§ YOUR INSTRUCTIONS:
What is the number of lines in the data below that contain "commands"? Answer with that number and no other words.

§ GIVEN RECORDS:

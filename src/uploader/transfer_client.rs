use crate::config::normalize_web_address;
use crate::errors::{AppError, AppResult};
use futures::StreamExt;
use reqwest::header::CONTENT_LENGTH;
use reqwest::{Body, Client};
use std::path::Path;
use tokio_util::io::ReaderStream;

/// Response header carrying `<download url>/<deletion token>`
pub const DELETE_URL_HEADER: &str = "X-Url-Delete";
pub const MAX_DOWNLOADS_HEADER: &str = "Max-Downloads";
pub const MAX_DAYS_HEADER: &str = "Max-Days";

/// Optional server-side limits sent with an upload
#[derive(Debug, Clone, Default, PartialEq, Eq)]
pub struct UploadOptions {
    pub max_downloads: Option<u32>,
    pub max_days: Option<u32>,
}

#[derive(Debug, Clone, PartialEq, Eq)]
pub struct UploadResult {
    pub url: String,
    pub deletion_token: Option<String>,
}

/// HTTP client for a transfer.sh instance.
///
/// No request timeout is configured: an upload may stay pending for as long
/// as the server keeps the connection open.
#[derive(Debug, Clone)]
pub struct TransferClient {
    client: Client,
    base_address: String,
}

impl TransferClient {
    pub fn new(base_address: &str) -> AppResult<Self> {
        let client = Client::builder()
            .user_agent(concat!("transfer-sh-client/", env!("CARGO_PKG_VERSION")))
            .build()?;

        Ok(Self {
            client,
            base_address: normalize_web_address(base_address),
        })
    }

    pub fn base_address(&self) -> &str {
        &self.base_address
    }

    /// Upload target for `file_name`. Colliding names are left to the server.
    pub fn endpoint_for(&self, file_name: &str) -> String {
        format!("{}{}", self.base_address, file_name)
    }

    /// PUT the raw bytes of `path` to the instance.
    ///
    /// `on_progress` receives the rounded percentage of bytes handed to the
    /// transport. It is not called for empty files.
    pub async fn upload_file<F>(
        &self,
        path: &Path,
        file_name: &str,
        options: &UploadOptions,
        mut on_progress: F,
    ) -> AppResult<UploadResult>
    where
        F: FnMut(u8) + Send + Sync + 'static,
    {
        let file = tokio::fs::File::open(path).await?;
        let total = file.metadata().await?.len();

        let mut sent: u64 = 0;
        let stream = ReaderStream::new(file).inspect(move |chunk| {
            if let Ok(bytes) = chunk {
                sent += bytes.len() as u64;
                if total > 0 {
                    on_progress(progress_percent(sent, total));
                }
            }
        });

        let endpoint = self.endpoint_for(file_name);
        log::debug!("PUT {} ({} bytes)", endpoint, total);

        let mut request = self
            .client
            .put(&endpoint)
            .header(CONTENT_LENGTH, total)
            .body(Body::wrap_stream(stream));

        if let Some(max_downloads) = options.max_downloads {
            request = request.header(MAX_DOWNLOADS_HEADER, max_downloads);
        }
        if let Some(max_days) = options.max_days {
            request = request.header(MAX_DAYS_HEADER, max_days);
        }

        let response = request.send().await.map_err(AppError::network_failed)?;

        let status = response.status();
        if !status.is_success() {
            return Err(AppError::transfer_failed(status.as_u16()));
        }

        let deletion_token = response
            .headers()
            .get(DELETE_URL_HEADER)
            .and_then(|value| value.to_str().ok())
            .and_then(extract_deletion_token);

        let body = response.text().await.map_err(AppError::network_failed)?;

        Ok(UploadResult {
            url: body.trim().to_string(),
            deletion_token,
        })
    }

    /// DELETE `download_url/token`. Only a 2xx answer counts as deleted.
    pub async fn delete(&self, download_url: &str, deletion_token: &str) -> AppResult<()> {
        let target = format!("{}/{}", download_url.trim_end_matches('/'), deletion_token);

        let response = self
            .client
            .delete(&target)
            .send()
            .await
            .map_err(|e| AppError::DeleteFailed(e.to_string()))?;

        let status = response.status();
        if status.is_success() {
            Ok(())
        } else {
            Err(AppError::DeleteFailed(format!("server answered {}", status)))
        }
    }

    /// GET `url` as text.
    pub async fn fetch_text(&self, url: &str) -> AppResult<String> {
        let response = self.client.get(url).send().await.map_err(|e| {
            log::warn!("Fetching {} failed: {}", url, e);
            AppError::LoadFailed(LOAD_FAILED_MESSAGE.to_string())
        })?;

        if !response.status().is_success() {
            log::warn!("Fetching {} answered {}", url, response.status());
            return Err(AppError::LoadFailed(LOAD_FAILED_MESSAGE.to_string()));
        }

        response.text().await.map_err(|e| {
            log::warn!("Reading body of {} failed: {}", url, e);
            AppError::LoadFailed(LOAD_FAILED_MESSAGE.to_string())
        })
    }
}

pub const LOAD_FAILED_MESSAGE: &str = "Failed to load file";

pub fn progress_percent(sent: u64, total: u64) -> u8 {
    if total == 0 {
        return 0;
    }
    let percent = (sent as f64 / total as f64 * 100.0).round();
    percent.clamp(0.0, 100.0) as u8
}

/// Keep only the final path segment of the delete URL header.
pub fn extract_deletion_token(header_value: &str) -> Option<String> {
    let token = header_value.trim().rsplit('/').next()?.trim();
    if token.is_empty() {
        None
    } else {
        Some(token.to_string())
    }
}
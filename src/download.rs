use crate::config::DownloadConfig;
use crate::errors::{AppError, AppResult};
use crate::file_info::format_bytes;
use crate::preview::{language_for_filename, PreviewKind};
use crate::security::InputValidator;
use crate::uploader::transfer_client::TransferClient;

/// Permanently delete an uploaded file with its deletion token.
pub async fn delete_file(
    client: &TransferClient,
    download_url: &str,
    deletion_token: &str,
) -> AppResult<()> {
    InputValidator::validate_http_url(download_url)
        .map_err(|e| AppError::DeleteFailed(e.to_string()))?;
    InputValidator::validate_deletion_token(deletion_token)
        .map_err(|e| AppError::DeleteFailed(e.to_string()))?;

    match client.delete(download_url.trim(), deletion_token.trim()).await {
        Ok(()) => {
            log::info!("Deleted {}", download_url);
            Ok(())
        }
        Err(e) => {
            log::warn!("Deleting {} failed: {}", download_url, e);
            Err(e)
        }
    }
}

/// What a download page shows about its file
#[derive(Debug, Clone, PartialEq, Eq)]
pub struct DownloadInfo {
    pub filename: String,
    pub content_type: String,
    pub size: u64,
    pub download_url: String,
    pub preview: PreviewKind,
}

impl DownloadInfo {
    pub fn from_config(config: &DownloadConfig) -> Self {
        let preview = match &config.preview_type {
            Some(preview_type) => PreviewKind::from_preview_type(preview_type),
            None => PreviewKind::from_content_type(&config.content_type),
        };

        Self {
            filename: config.filename.clone(),
            content_type: config.content_type.clone(),
            size: config.content_length.trim().parse().unwrap_or(0),
            download_url: config.download_url.clone(),
            preview,
        }
    }

    /// `name (type, size)`
    pub fn summary(&self) -> String {
        format!(
            "{} ({}, {})",
            self.filename,
            self.content_type,
            format_bytes(self.size)
        )
    }

    pub fn language(&self) -> Option<&'static str> {
        match self.preview {
            PreviewKind::Code => Some(language_for_filename(&self.filename)),
            _ => None,
        }
    }
}

#[cfg(test)]
mod tests {
    use super::*;
    use crate::config::AppConfig;

    fn download_config(preview_type: Option<&str>, content_type: &str) -> DownloadConfig {
        DownloadConfig {
            site: AppConfig::default(),
            filename: "main.rs".to_string(),
            content_type: content_type.to_string(),
            content_length: "1536".to_string(),
            download_url: "https://transfer.sh/abc/main.rs".to_string(),
            preview_type: preview_type.map(str::to_string),
        }
    }

    #[test]
    fn test_info_prefers_configured_preview_type() {
        let info = DownloadInfo::from_config(&download_config(Some("code"), "application/octet-stream"));
        assert_eq!(info.preview, PreviewKind::Code);
        assert_eq!(info.language(), Some("rust"));
        assert_eq!(info.summary(), "main.rs (application/octet-stream, 1.5 KB)");
    }

    #[test]
    fn test_info_falls_back_to_content_type() {
        let info = DownloadInfo::from_config(&download_config(None, "image/png"));
        assert_eq!(info.preview, PreviewKind::Image);
        assert!(info.language().is_none());
    }

    #[test]
    fn test_unparseable_length_counts_as_zero() {
        let mut config = download_config(None, "text/plain");
        config.content_length = "unknown".to_string();
        assert_eq!(DownloadInfo::from_config(&config).size, 0);
    }

    #[tokio::test]
    async fn test_delete_requires_token() {
        let client = TransferClient::new("https://transfer.sh/").unwrap();
        let result = delete_file(&client, "https://transfer.sh/abc/a.txt", "").await;
        assert!(matches!(result, Err(AppError::DeleteFailed(_))));
    }
}
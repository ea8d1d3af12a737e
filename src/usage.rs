use serde::Serialize;

use crate::config::AppConfig;

const DEFAULT_SAMPLE_TOKEN: &str = "abc123";
const DEFAULT_SAMPLE_TOKEN2: &str = "def456";

/// One titled snippet showing how to use the instance from a terminal
#[derive(Debug, Serialize, Clone, PartialEq, Eq)]
pub struct UsageExample {
    pub title: String,
    pub comment: Option<String>,
    pub commands: Vec<String>,
}

impl UsageExample {
    fn new(title: &str, comment: Option<&str>, commands: Vec<String>) -> Self {
        Self {
            title: title.to_string(),
            comment: comment.map(str::to_string),
            commands,
        }
    }
}

pub fn usage_examples(config: &AppConfig) -> Vec<UsageExample> {
    let web = &config.web_address;
    let token = config.sample_token.as_deref().unwrap_or(DEFAULT_SAMPLE_TOKEN);
    let token2 = config.sample_token2.as_deref().unwrap_or(DEFAULT_SAMPLE_TOKEN2);

    vec![
        UsageExample::new(
            "Upload with cURL",
            Some("Upload a file"),
            vec![format!("curl --upload-file ./hello.txt {}hello.txt", web)],
        ),
        UsageExample::new(
            "Upload with limits",
            Some("With max downloads and expiry"),
            vec![format!(
                "curl -H \"Max-Downloads: 1\" -H \"Max-Days: 5\" --upload-file ./hello.txt {}hello.txt",
                web
            )],
        ),
        UsageExample::new(
            "Multiple files",
            Some("Download as archive"),
            vec![
                format!(
                    "curl -i -F filedata=@/tmp/hello.txt -F filedata=@/tmp/hello2.txt {}",
                    web
                ),
                format!("curl {}({}/hello.txt,{}/world.txt).zip", web, token, token2),
            ],
        ),
        UsageExample::new(
            "Encrypt with GPG",
            Some("Encrypt and upload, then download and decrypt"),
            vec![
                format!(
                    "cat /tmp/hello.txt | gpg -ac -o- | curl -X PUT --upload-file \"-\" {}test.txt",
                    web
                ),
                format!("curl {}{}/test.txt | gpg -o- > /tmp/hello.txt", web, token),
            ],
        ),
        UsageExample::new(
            "Encrypt with OpenSSL",
            Some("Encrypt and upload, then download and decrypt"),
            vec![
                format!(
                    "cat /tmp/hello.txt | openssl aes-256-cbc -pbkdf2 -e | curl -X PUT --upload-file \"-\" {}test.txt",
                    web
                ),
                format!(
                    "curl {}{}/test.txt | openssl aes-256-cbc -pbkdf2 -d > /tmp/hello.txt",
                    web, token
                ),
            ],
        ),
        UsageExample::new(
            "PowerShell (Windows)",
            None,
            vec![format!(
                "Invoke-WebRequest -Method PUT -InFile .\\file.txt {}file.txt",
                web
            )],
        ),
    ]
}

/// Short lines describing the instance's limits
pub fn feature_summary(config: &AppConfig) -> Vec<String> {
    vec![
        match &config.max_upload_size {
            Some(size) => format!("Upload up to {}", size),
            None => "Unlimited uploads".to_string(),
        },
        match &config.purge_time {
            Some(time) => format!("Stored for {}", time),
            None => "Stored forever".to_string(),
        },
    ]
}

§ WRITTEN SOLUTION:
3